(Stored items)
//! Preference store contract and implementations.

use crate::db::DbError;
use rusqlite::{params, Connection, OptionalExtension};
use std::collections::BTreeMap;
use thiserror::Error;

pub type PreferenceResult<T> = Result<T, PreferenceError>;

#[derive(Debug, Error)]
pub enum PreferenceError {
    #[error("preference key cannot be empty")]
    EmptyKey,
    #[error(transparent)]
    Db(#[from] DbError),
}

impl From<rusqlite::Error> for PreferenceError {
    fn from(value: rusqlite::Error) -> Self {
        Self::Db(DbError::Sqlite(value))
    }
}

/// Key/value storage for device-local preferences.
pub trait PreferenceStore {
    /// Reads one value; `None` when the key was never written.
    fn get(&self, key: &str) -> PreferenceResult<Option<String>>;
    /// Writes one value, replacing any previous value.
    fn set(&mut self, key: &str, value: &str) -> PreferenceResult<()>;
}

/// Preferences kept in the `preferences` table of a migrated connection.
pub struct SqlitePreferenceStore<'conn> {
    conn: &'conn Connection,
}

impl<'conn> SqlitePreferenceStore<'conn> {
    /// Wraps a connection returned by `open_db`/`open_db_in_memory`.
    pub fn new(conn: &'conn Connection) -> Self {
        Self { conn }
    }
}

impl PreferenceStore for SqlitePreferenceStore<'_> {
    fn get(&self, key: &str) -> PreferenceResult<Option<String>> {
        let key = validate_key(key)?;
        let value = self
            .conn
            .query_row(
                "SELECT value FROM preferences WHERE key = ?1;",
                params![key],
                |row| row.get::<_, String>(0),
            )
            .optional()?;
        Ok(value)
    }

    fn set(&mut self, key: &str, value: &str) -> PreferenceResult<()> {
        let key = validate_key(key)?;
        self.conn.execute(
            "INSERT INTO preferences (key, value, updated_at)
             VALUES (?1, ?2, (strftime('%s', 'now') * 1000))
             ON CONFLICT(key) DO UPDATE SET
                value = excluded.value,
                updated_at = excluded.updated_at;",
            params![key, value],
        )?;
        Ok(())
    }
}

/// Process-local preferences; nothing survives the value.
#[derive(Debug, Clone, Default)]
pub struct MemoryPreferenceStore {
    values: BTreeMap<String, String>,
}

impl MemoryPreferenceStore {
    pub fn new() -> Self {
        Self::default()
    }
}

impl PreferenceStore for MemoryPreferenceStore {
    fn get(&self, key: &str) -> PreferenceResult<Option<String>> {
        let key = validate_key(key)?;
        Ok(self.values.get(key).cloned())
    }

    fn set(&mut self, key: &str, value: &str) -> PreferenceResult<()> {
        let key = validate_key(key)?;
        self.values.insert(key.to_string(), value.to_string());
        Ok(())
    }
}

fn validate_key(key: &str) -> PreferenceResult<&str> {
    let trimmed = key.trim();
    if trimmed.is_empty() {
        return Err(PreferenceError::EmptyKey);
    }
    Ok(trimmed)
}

*What to produce*.
Please let your answer be exactly the lines from the one holding "(key, value, updated_at)" through the last line of the entries above, both ends included.

*Solution to the exercise*.
            "INSERT INTO preferences (key, value, updated_at)
             VALUES (?1, ?2, (strftime('%s', 'now') * 1000))
             ON CONFLICT(key) DO UPDATE SET
                value = excluded.value,
                updated_at = excluded.updated_at;",
            params![key, value],
        )?;
        Ok(())
    }
}

/// Process-local preferences; nothing survives the value.
#[derive(Debug, Clone, Default)]
pub struct MemoryPreferenceStore {
    values: BTreeMap<String, String>,
}

impl MemoryPreferenceStore {
    pub fn new() -> Self {
        Self::default()
    }
}

impl PreferenceStore for MemoryPreferenceStore {
    fn get(&self, key: &str) -> PreferenceResult<Option<String>> {
        let key = validate_key(key)?;
        Ok(self.values.get(key).cloned())
    }

    fn set(&mut self, key: &str, value: &str) -> PreferenceResult<()> {
        let key = validate_key(key)?;
        self.values.insert(key.to_string(), value.to_string());
        Ok(())
    }
}

fn validate_key(key: &str) -> PreferenceResult<&str> {
    let trimmed = key.trim();
    if trimmed.is_empty() {
        return Err(PreferenceError::EmptyKey);
    }
    Ok(trimmed)
}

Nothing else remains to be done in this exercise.